[Opening Dataset extract section]

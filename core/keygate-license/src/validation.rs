//! Client-facing license checks.

use std::sync::Arc;

use serde::{Deserialize, Serialize};
use tracing::{debug, warn};

use crate::error::{LicenseError, LicenseResult};
use crate::key::is_valid_key_format;
use crate::record::{parse_ipv4, LicenseView};
use crate::store::RecordStore;

/// Body of a license check.
#[derive(Debug, Clone, Default, Serialize, Deserialize)]
pub struct CheckRequest {
    pub lic: Option<String>,
    pub ip: Option<String>,
}

impl CheckRequest {
    pub fn new(lic: impl Into<String>, ip: impl Into<String>) -> Self {
        Self {
            lic: Some(lic.into()),
            ip: Some(ip.into()),
        }
    }
}

/// Validates license keys presented by protected software.
#[derive(Debug, Clone)]
pub struct ValidationEngine {
    store: Arc<RecordStore>,
}

impl ValidationEngine {
    pub fn new(store: Arc<RecordStore>) -> Self {
        Self { store }
    }

    /// Checks a key against the catalog at the current time.
    pub fn check(&self, req: &CheckRequest) -> LicenseResult<LicenseView> {
        self.check_at(req, chrono::Utc::now().timestamp())
    }

    /// Checks a key against the catalog as of `now` (seconds since epoch).
    ///
    /// Input is validated before the catalog is read. An expired record is
    /// deleted in the same transaction that reports [`LicenseError::Expired`].
    pub fn check_at(&self, req: &CheckRequest, now: i64) -> LicenseResult<LicenseView> {
        let lic = required(req.lic.as_deref())?;
        let ip = required(req.ip.as_deref())?;

        if !is_valid_key_format(lic) {
            return Err(LicenseError::InvalidKeyFormat);
        }
        let ip = parse_ipv4(ip).ok_or(LicenseError::InvalidIpFormat)?;

        self.store.transaction(|catalog| {
            let record = catalog.get(lic).ok_or(LicenseError::NotFound)?;
            if !record.allows(ip) {
                debug!(%ip, "address not on allowlist");
                return Err(LicenseError::IpNotAllowed);
            }
            if record.is_expired_at(now) {
                warn!(name = %record.name, "license expired, removing");
                catalog.remove(lic);
                return Err(LicenseError::Expired);
            }
            Ok(record.view())
        })?
    }
}

/// Treats absent and empty fields alike.
pub(crate) fn required(field: Option<&str>) -> LicenseResult<&str> {
    field
        .filter(|value| !value.is_empty())
        .ok_or(LicenseError::MissingParameter)
}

[Closing Dataset extract section]

## What you have to do
Retrieve each line from the records above where the word "LicenseView" occurs.

## Solution to the problem
use crate::record::{parse_ipv4, LicenseView};
    pub fn check(&self, req: &CheckRequest) -> LicenseResult<LicenseView> {
    pub fn check_at(&self, req: &CheckRequest, now: i64) -> LicenseResult<LicenseView> {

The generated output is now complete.